It looks like SpaceX’s shiny new Starship prototype has entered the test phase.
The full-size Starship Mk1 vehicle “breathed” during an apparent pressure test yesterday evening (Nov. 18) at SpaceX’s facilities near the South Texas village of Boca Chica.
The milestone was captured and posted on Twitter by @SpacePadreIsle, which has been closely tracking activity at the Boca Chica site. Another Starship watcher, @bocachicagal, got good footage of the pressure test as well. She’s a member of the site NASASpaceflight, which shared her video on YouTube.
Related: SpaceX’s Starship and Super Heavy Rocket in Pictures
SpaceX founder and CEO Elon Musk revealed the stainless-steel Mk1 in late September during his annual update about Starship, the company’s deep-space transportation system. The architecture consists of a 165-foot-tall (50 meters) spaceship called Starship and a huge rocket known as Super Heavy.

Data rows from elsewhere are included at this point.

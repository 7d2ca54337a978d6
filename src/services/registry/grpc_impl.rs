use tonic::{Request, Response, Status};

use super::error::RegistryError;
use super::service::MyDiscoveryService;
use crate::discovery::{
    DeregisterServiceRequest, DeregisterServiceResponse, LookupServicesRequest,
    LookupServicesResponse, RegisterServiceRequest, RegisterServiceResponse, Service,
    discovery_service_server::DiscoveryService,
};

// 为结构体实现 gRPC 服务 trait
#[tonic::async_trait]
impl DiscoveryService for MyDiscoveryService {
    async fn register_service(
        &self,
        request: Request<RegisterServiceRequest>,
    ) -> Result<Response<RegisterServiceResponse>, Status> {
        let service = request
            .into_inner()
            .service
            .ok_or(RegistryError::MissingField("service"))?;

        let stored = self.registry.register(service.into()).await?;

        Ok(Response::new(RegisterServiceResponse {
            service: Some(stored.into()),
        }))
    }

    async fn deregister_service(
        &self,
        request: Request<DeregisterServiceRequest>,
    ) -> Result<Response<DeregisterServiceResponse>, Status> {
        let req = request.into_inner();
        let id = self.registry.deregister(&req.id).await?;

        Ok(Response::new(DeregisterServiceResponse { id }))
    }

    async fn lookup_services(
        &self,
        request: Request<LookupServicesRequest>,
    ) -> Result<Response<LookupServicesResponse>, Status> {
        let req = request.into_inner();
        let services = self
            .registry
            .lookup(&req.name_prefix)
            .await
            .into_iter()
            .map(Service::from)
            .collect::<Vec<_>>();

        tracing::debug!(
            name_prefix = %req.name_prefix,
            count = services.len(),
            "Lookup services"
        );

        Ok(Response::new(LookupServicesResponse { services }))
    }
}
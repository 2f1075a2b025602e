// Error types shared by the field, registry and allocator layers

use crate::arena::ArenaError;
use crate::conditional::ConditionError;
use thiserror::Error;

/// Problems found while building a registry from a schema; fatal at load time
#[derive(Error, Debug)]
pub enum SchemaError {
    #[error("Unknown field: {0}")]
    UnknownField(String),

    #[error("Duplicate field short name: {0}")]
    DuplicateField(String),

    #[error("Duplicate variable short name: {0}")]
    DuplicateVariable(String),

    #[error("Unknown field kind: {0}")]
    UnknownKind(String),

    #[error("Invalid short name {0:?}: must be an identifier")]
    InvalidName(String),

    #[error("Field {field}: invalid encoding {encoding}")]
    InvalidEncoding { field: String, encoding: f64 },

    #[error("Field {field} ends at byte {end}, past the {total}-byte image")]
    FieldOutOfBounds {
        field: String,
        end: usize,
        total: usize,
    },

    #[error("Table region start {start} is invalid for a {total}-byte image")]
    InvalidTableRegion { start: usize, total: usize },

    #[error("Malformed schema: {0}")]
    Malformed(String),

    #[error("Schema JSON error: {0}")]
    Json(#[from] serde_json::Error),
}

/// A value rejected before anything was written to the arena
#[derive(Error, Debug, Clone, PartialEq)]
pub enum ValidationError {
    #[error("Field {field}: {value:?} is not one of the choices")]
    UnknownChoice { field: String, value: String },

    #[error("Field {field}: stored choice index {index} is out of range")]
    ChoiceIndex { field: String, index: usize },

    #[error("Field {field}: text of {len} bytes exceeds the {max}-byte field")]
    TextTooLong {
        field: String,
        len: usize,
        max: usize,
    },

    #[error("Field {field}: stored text is not valid UTF-8")]
    InvalidText { field: String },

    #[error("Unknown variable: {0}")]
    UnknownVariable(String),

    #[error("Variable index {index} is out of range")]
    VariableIndex { index: usize },

    #[error("Field {field}: {value} does not fit in {bits} bits")]
    OutOfRange {
        field: String,
        value: f64,
        bits: u32,
    },

    #[error("Field {field}: value is not a finite number")]
    NotFinite { field: String },

    #[error("Field {field}: expected a {expected} value")]
    WrongType {
        field: String,
        expected: &'static str,
    },

    #[error("Field {field}: axis has {count} bins, at most 255 are allowed")]
    TooManyBins { field: String, count: usize },

    #[error("Field {field}: data must be {rows}x{cols}")]
    TableShape {
        field: String,
        rows: usize,
        cols: usize,
    },

    #[error("Field {field}: cell ({row}, {col}) is outside the table")]
    CellOutOfRange {
        field: String,
        row: usize,
        col: usize,
    },
}

/// Crate-level error
#[derive(Error, Debug)]
pub enum TuneError {
    #[error(transparent)]
    Schema(#[from] SchemaError),

    #[error(transparent)]
    Validation(#[from] ValidationError),

    #[error(transparent)]
    Arena(#[from] ArenaError),

    #[error(transparent)]
    Condition(#[from] ConditionError),

    #[error("Out of table space: need {requested} bytes, largest free range is {largest_free}")]
    OutOfSpace {
        requested: usize,
        largest_free: usize,
    },

    #[error("Table {field} is not allocated")]
    Layout { field: String },

    #[error("Tune image is {actual} bytes, schema expects {expected}")]
    ImageSize { expected: usize, actual: usize },
}

pub type TuneResult<T> = std::result::Result<T, TuneError>;
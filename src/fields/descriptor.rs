// Closed set of field variants behind one decode/encode contract

use super::{Scalar, Select, Table, Text, VarSelect};
use crate::arena::ByteArena;
use crate::core::{Value, VariableTable};
use crate::error::{TuneResult, ValidationError};

/// Places variable-sized table regions in an arena
///
/// Implemented by the registry (first-fit over the live tables); tests use
/// simpler allocators.
pub trait RegionAllocator {
    /// Offset of a free range of at least @size bytes
    fn allocate(&self, arena: &ByteArena, size: usize) -> TuneResult<usize>;
}

/// One schema field
#[derive(Debug, Clone, PartialEq)]
pub enum FieldDescriptor {
    Scalar(Scalar),
    Select(Select),
    VarSelect(VarSelect),
    Text(Text),
    Table(Table),
}

impl FieldDescriptor {
    pub fn short_name(&self) -> &str {
        match self {
            FieldDescriptor::Scalar(f) => &f.short_name,
            FieldDescriptor::Select(f) => &f.short_name,
            FieldDescriptor::VarSelect(f) => &f.short_name,
            FieldDescriptor::Text(f) => &f.short_name,
            FieldDescriptor::Table(f) => &f.short_name,
        }
    }

    pub fn name(&self) -> &str {
        match self {
            FieldDescriptor::Scalar(f) => &f.name,
            FieldDescriptor::Select(f) => &f.name,
            FieldDescriptor::VarSelect(f) => &f.name,
            FieldDescriptor::Text(f) => &f.name,
            FieldDescriptor::Table(f) => &f.name,
        }
    }

    /// Visibility expression, if any
    pub fn conditional(&self) -> Option<&str> {
        match self {
            FieldDescriptor::Scalar(f) => f.conditional.as_deref(),
            FieldDescriptor::Select(f) => f.conditional.as_deref(),
            FieldDescriptor::VarSelect(f) => f.conditional.as_deref(),
            FieldDescriptor::Text(f) => f.conditional.as_deref(),
            FieldDescriptor::Table(f) => f.conditional.as_deref(),
        }
    }

    /// Schema tag of the variant
    pub fn kind(&self) -> &'static str {
        match self {
            FieldDescriptor::Scalar(_) => "scalar",
            FieldDescriptor::Select(_) => "select",
            FieldDescriptor::VarSelect(_) => "varselect",
            FieldDescriptor::Text(_) => "text",
            FieldDescriptor::Table(_) => "table",
        }
    }

    /// Fixed bytes at the field offset, as (offset, len)
    pub fn span(&self) -> (usize, usize) {
        match self {
            FieldDescriptor::Scalar(f) => (f.offset, f.size()),
            FieldDescriptor::Select(f) => (f.offset, f.size()),
            FieldDescriptor::VarSelect(f) => (f.offset, f.size()),
            FieldDescriptor::Text(f) => (f.offset, f.size()),
            FieldDescriptor::Table(f) => (f.offset, f.size()),
        }
    }

    pub fn as_table(&self) -> Option<&Table> {
        match self {
            FieldDescriptor::Table(t) => Some(t),
            _ => None,
        }
    }

    pub fn decode(&self, arena: &ByteArena, variables: &VariableTable) -> TuneResult<Value> {
        let value = match self {
            FieldDescriptor::Scalar(f) => Value::Number(f.get(arena)?),
            FieldDescriptor::Select(f) => Value::Text(f.get(arena)?.to_string()),
            FieldDescriptor::VarSelect(f) => {
                Value::Variable(f.get(arena, variables)?.short_name.clone())
            }
            FieldDescriptor::Text(f) => Value::Text(f.get(arena)?),
            FieldDescriptor::Table(f) => f.decode(arena, variables)?.into(),
        };
        Ok(value)
    }

    /// Write @value; the arena is untouched when validation fails
    pub fn encode(
        &self,
        arena: &mut ByteArena,
        variables: &VariableTable,
        allocator: &dyn RegionAllocator,
        value: &Value,
    ) -> TuneResult<()> {
        match self {
            FieldDescriptor::Scalar(f) => {
                let n = value.as_f64().ok_or_else(|| self.wrong_type("number"))?;
                f.set(arena, n)
            }
            FieldDescriptor::Select(f) => {
                let s = value.as_str().ok_or_else(|| self.wrong_type("string"))?;
                f.set(arena, s)
            }
            FieldDescriptor::VarSelect(f) => {
                let s = value.as_str().ok_or_else(|| self.wrong_type("variable"))?;
                f.set(arena, variables, s)
            }
            FieldDescriptor::Text(f) => {
                let s = value.as_str().ok_or_else(|| self.wrong_type("string"))?;
                f.set(arena, s)
            }
            FieldDescriptor::Table(f) => match value {
                Value::Table(t) => f.encode(arena, variables, allocator, Some(t)),
                Value::Absent => f.encode(arena, variables, allocator, None),
                _ => Err(self.wrong_type("table").into()),
            },
        }
    }

    fn wrong_type(&self, expected: &'static str) -> ValidationError {
        ValidationError::WrongType {
            field: self.short_name().to_string(),
            expected,
        }
    }
}

impl From<Scalar> for FieldDescriptor {
    fn from(f: Scalar) -> Self {
        FieldDescriptor::Scalar(f)
    }
}

impl From<Select> for FieldDescriptor {
    fn from(f: Select) -> Self {
        FieldDescriptor::Select(f)
    }
}

impl From<VarSelect> for FieldDescriptor {
    fn from(f: VarSelect) -> Self {
        FieldDescriptor::VarSelect(f)
    }
}

impl From<Text> for FieldDescriptor {
    fn from(f: Text) -> Self {
        FieldDescriptor::Text(f)
    }
}

impl From<Table> for FieldDescriptor {
    fn from(f: Table) -> Self {
        FieldDescriptor::Table(f)
    }
}

#[cfg(test)]
mod tests {
    use super::*;
    use crate::core::{Encoding, Variable};
    use crate::error::TuneError;

    struct NoSpace;

    impl RegionAllocator for NoSpace {
        fn allocate(&self, _arena: &ByteArena, size: usize) -> TuneResult<usize> {
            Err(TuneError::OutOfSpace {
                requested: size,
                largest_free: 0,
            })
        }
    }

    fn variables() -> VariableTable {
        VariableTable::new(vec![
            Variable::new("RPM", "rpm", false, "rpm", 0, 2.0, 0),
            Variable::new("Sensors::MAP", "map", false, "kPa", 2, 2.0, -1),
        ])
        .unwrap()
    }

    fn fields() -> Vec<FieldDescriptor> {
        vec![
            Scalar::new("RPM limit", "rpm_limit", "rpm", 0, Encoding::unsigned(16).unwrap(), 0)
                .unwrap()
                .into(),
            Select::new("Mode", "mode", 2, vec!["a".into(), "b".into()]).into(),
            VarSelect::new("Load", "load", 3).into(),
            Text::new("Name", "name", 4, 4).into(),
            Table::new("Fuel", "fuel", "%", 8, Encoding::unsigned(8).unwrap(), 0).into(),
        ]
    }

    #[test]
    fn test_decode_each_kind() {
        let vars = variables();
        let mut arena = ByteArena::zeroed(16);
        arena.set_bytes(0, &[0x64, 0x19, 1, 1, b'a', b'b', 0, 0]).unwrap();

        let values: Vec<Value> = fields()
            .iter()
            .map(|f| f.decode(&arena, &vars).unwrap())
            .collect();
        assert_eq!(
            values,
            vec![
                Value::Number(6500.0),
                Value::Text("b".into()),
                Value::Variable("map".into()),
                Value::Text("ab".into()),
                Value::Absent,
            ]
        );
    }

    #[test]
    fn test_encode_round_trip() {
        let vars = variables();
        let mut src = ByteArena::zeroed(16);
        src.set_bytes(0, &[0x10, 0x27, 1, 0, b'x', b'y', b'z', 0]).unwrap();

        let mut out = ByteArena::zeroed(16);
        for f in fields() {
            let v = f.decode(&src, &vars).unwrap();
            f.encode(&mut out, &vars, &NoSpace, &v).unwrap();
        }
        assert_eq!(out, src);
    }

    #[test]
    fn test_wrong_type() {
        let vars = variables();
        let mut arena = ByteArena::zeroed(16);
        let fields = fields();
        for (f, v) in fields.iter().zip([
            Value::Text("x".into()),
            Value::Number(1.0),
            Value::Absent,
            Value::Number(2.0),
            Value::Number(3.0),
        ]) {
            let err = f.encode(&mut arena, &vars, &NoSpace, &v).unwrap_err();
            assert!(
                matches!(
                    err,
                    TuneError::Validation(ValidationError::WrongType { .. })
                ),
                "{} accepted {:?}",
                f.short_name(),
                v
            );
        }
        assert_eq!(arena, ByteArena::zeroed(16));
    }

    #[test]
    fn test_metadata() {
        let f = &fields()[4];
        assert_eq!(f.kind(), "table");
        assert_eq!(f.span(), (8, 2));
        assert_eq!(f.name(), "Fuel");
        assert!(f.as_table().is_some());
        assert!(f.conditional().is_none());
    }
}
// Parser combinators using nom for tune structures

use nom::{
    bytes::complete::take,
    multi::count,
    number::complete::{le_i16, le_i8, le_u16, le_u8},
    IResult, Parser,
};

/// Parse a NUL-terminated, NUL-padded character field of @max_len bytes
///
/// Yields the bytes before the first NUL; decoding them is up to the caller.
pub fn parse_cstring(max_len: usize) -> impl Fn(&[u8]) -> IResult<&[u8], &[u8]> {
    move |input: &[u8]| {
        let (input, bytes) = take(max_len).parse(input)?;
        let end = bytes.iter().position(|&b| b == 0).unwrap_or(bytes.len());
        Ok((input, &bytes[..end]))
    }
}

/// Fixed part of a table region preceding the axes
#[derive(Debug, Clone, Copy, PartialEq, Eq)]
pub struct RawTableHeader {
    pub interpolate: u8,
    pub blend_b: u8,
    pub blend_c: u8,
}

/// Parse the 4-byte table header (mode, blend B, blend C, reserved)
pub fn parse_table_header(input: &[u8]) -> IResult<&[u8], RawTableHeader> {
    let (input, (interpolate, blend_b, blend_c, _reserved)) =
        (le_u8, le_u8, le_u8, le_u8).parse(input)?;
    Ok((
        input,
        RawTableHeader {
            interpolate,
            blend_b,
            blend_c,
        },
    ))
}

/// One axis exactly as stored: count, exponent, variable index, raw bins
#[derive(Debug, Clone, PartialEq, Eq)]
pub struct RawAxis {
    pub exponent: i8,
    pub variable: u16,
    pub bins: Vec<i16>,
}

/// Parse an axis header followed by its signed 16-bit bins
pub fn parse_axis(input: &[u8]) -> IResult<&[u8], RawAxis> {
    let (input, (nbins, exponent, variable)) = (le_u8, le_i8, le_u16).parse(input)?;
    let (input, bins) = count(le_i16, nbins as usize).parse(input)?;
    Ok((
        input,
        RawAxis {
            exponent,
            variable,
            bins,
        },
    ))
}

Both of these vehicles will be rapidly and repeatedly reusable, Musk has stressed, helping to slash the cost of spaceflight and enable ambitious exploration feats. SpaceX envisions Starship helping humanity colonize the moon and Mars, and perhaps journey even farther afield, out to the icy moons of Jupiter and Saturn.
Starship will also fly uncrewed missions — for example, launching satellites to Earth orbit and ferrying science gear to the moon. Indeed, NASA announced yesterday that SpaceX is now eligible to bid on lunar delivery contracts using Starship and Super Heavy.

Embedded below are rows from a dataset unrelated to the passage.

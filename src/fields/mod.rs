// Field descriptors: the typed views of named regions in a tune
pub mod descriptor;
pub mod scalar;
pub mod select;
pub mod table;
pub mod text;
pub mod varselect;

pub use descriptor::{FieldDescriptor, RegionAllocator};
pub use scalar::Scalar;
pub use select::Select;
pub use table::{region_size, BlendVar, Table, TableAxis};
pub use text::Text;
pub use varselect::VarSelect;
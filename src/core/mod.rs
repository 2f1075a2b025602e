// Core data model: encodings, variables and decoded values
pub mod encoding;
pub mod value;
pub mod variable;

pub use encoding::Encoding;
pub use value::{Axis, TableValue, Value, ValueTree};
pub use variable::{Variable, VariableTable};

/// Rows of a table grid with @y_bins bins on the y axis (at least two)
pub fn grid_rows(y_bins: usize) -> usize {
    y_bins.max(2)
}

/// Columns of a table grid with @x_bins bins on the x axis (at least one)
pub fn grid_cols(x_bins: usize) -> usize {
    x_bins.max(1)
}
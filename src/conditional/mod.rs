// Field visibility conditionals
//
// A small boolean language over field values: comparisons, `and`, `or`,
// `not`, literals and field names. Nothing else is evaluated.

pub mod eval;
pub mod parser;

use crate::core::Value;
use thiserror::Error;

pub use parser::{parse_expr, CompareOp, Expr};

#[derive(Error, Debug, Clone, PartialEq)]
pub enum ConditionError {
    #[error("Cannot parse conditional {expr:?}: {reason}")]
    Parse { expr: String, reason: String },

    #[error("Unknown name in conditional: {0}")]
    UnknownName(String),

    #[error("Cannot order a {left} value against a {right} value")]
    TypeMismatch {
        left: &'static str,
        right: &'static str,
    },

    #[error("Unsupported in conditional: {0}")]
    Unsupported(String),
}

/// Decides whether a field or page is enabled
pub trait ConditionEvaluator {
    /// Evaluate @expr, resolving names through @lookup
    fn evaluate(
        &self,
        lookup: &dyn Fn(&str) -> Option<Value>,
        expr: &str,
    ) -> Result<bool, ConditionError>;
}

/// The built-in evaluator for the grammar in [`parser`]
#[derive(Debug, Clone, Copy, Default)]
pub struct ExprEvaluator;

impl ConditionEvaluator for ExprEvaluator {
    fn evaluate(
        &self,
        lookup: &dyn Fn(&str) -> Option<Value>,
        expr: &str,
    ) -> Result<bool, ConditionError> {
        let parsed = parse_expr(expr)?;
        eval::Evaluator::new(lookup).truth(&parsed)
    }
}
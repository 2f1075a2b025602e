// Two-dimensional lookup table stored in a dynamically placed region
//
// Region layout at pointer `p` (little-endian):
//   p+0   interpolation mode
//   p+1   blend variable B index
//   p+2   blend variable C index
//   p+3   reserved
//   p+4   x axis: count (u8), exponent (i8), variable (u16), count * i16 bins
//   ...   y axis, same shape
//   ...   data grid, max(h,2) rows of max(w,1) packed cells

use super::RegionAllocator;
use crate::arena::ByteArena;
use crate::bitwise::bits::{self, split_bit_address};
use crate::bitwise::{parse_axis, parse_table_header, scale, RawAxis, RawTableHeader};
use crate::core::{grid_cols, grid_rows, Axis, Encoding, TableValue, VariableTable};
use crate::error::{TuneError, TuneResult, ValidationError};

/// Size of the table pointer stored at the field offset
pub const POINTER_SIZE: usize = 2;

/// Interpolation mode, blend B, blend C, reserved
pub const TABLE_HEADER_SIZE: usize = 4;

/// Count, exponent, variable index
pub const AXIS_HEADER_SIZE: usize = 4;

/// Largest bin count an axis header can record
pub const MAX_BINS: usize = u8::MAX as usize;

#[derive(Debug, Clone, Copy, PartialEq, Eq)]
pub enum TableAxis {
    X,
    Y,
}

/// The two blend-variable slots following the interpolation mode
#[derive(Debug, Clone, Copy, PartialEq, Eq)]
pub enum BlendVar {
    B,
    C,
}

impl BlendVar {
    fn offset(self) -> usize {
        match self {
            BlendVar::B => 1,
            BlendVar::C => 2,
        }
    }
}

fn axis_size(bins: usize) -> usize {
    AXIS_HEADER_SIZE + 2 * bins
}

/// Offset of the data grid from the region start
pub fn data_origin(x_bins: usize, y_bins: usize) -> usize {
    TABLE_HEADER_SIZE + axis_size(x_bins) + axis_size(y_bins)
}

/// Bytes needed for a region with the given cell format and bin counts
///
/// The packed grid is padded to an even byte count. Allocation and the
/// live-table scan both use this, so they always agree.
pub fn region_size(cell: Encoding, x_bins: usize, y_bins: usize) -> usize {
    let data_bits = cell.bits() as usize * grid_cols(x_bins) * grid_rows(y_bins);
    let data_bytes = (data_bits + 7) / 8;
    data_origin(x_bins, y_bins) + ((data_bytes + 1) & !1)
}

The testing milestones may start coming fast and furious now for the Mk1. During the September unveiling, Musk said that the newly assembled prototype will perform uncrewed test flights to an altitude of about 12 miles (20 kilometers), perhaps beginning in the next few months.
And similar activities could soon be taking place on the Atlantic Coast as well. SpaceX is building a full-size Starship prototype called the Mk2 at its facilities on Florida’s Space Coast, reasoning that some intracompany competition will improve Starship’s final design.
That final, operational version could start launching satellites to Earth orbit as early as 2021, SpaceX representatives have said. And during a NASA teleconference yesterday, company president and chief operating officer Gwynne Shotwell said that SpaceX aims to have Starship ready for its first uncrewed moon mission by 2022.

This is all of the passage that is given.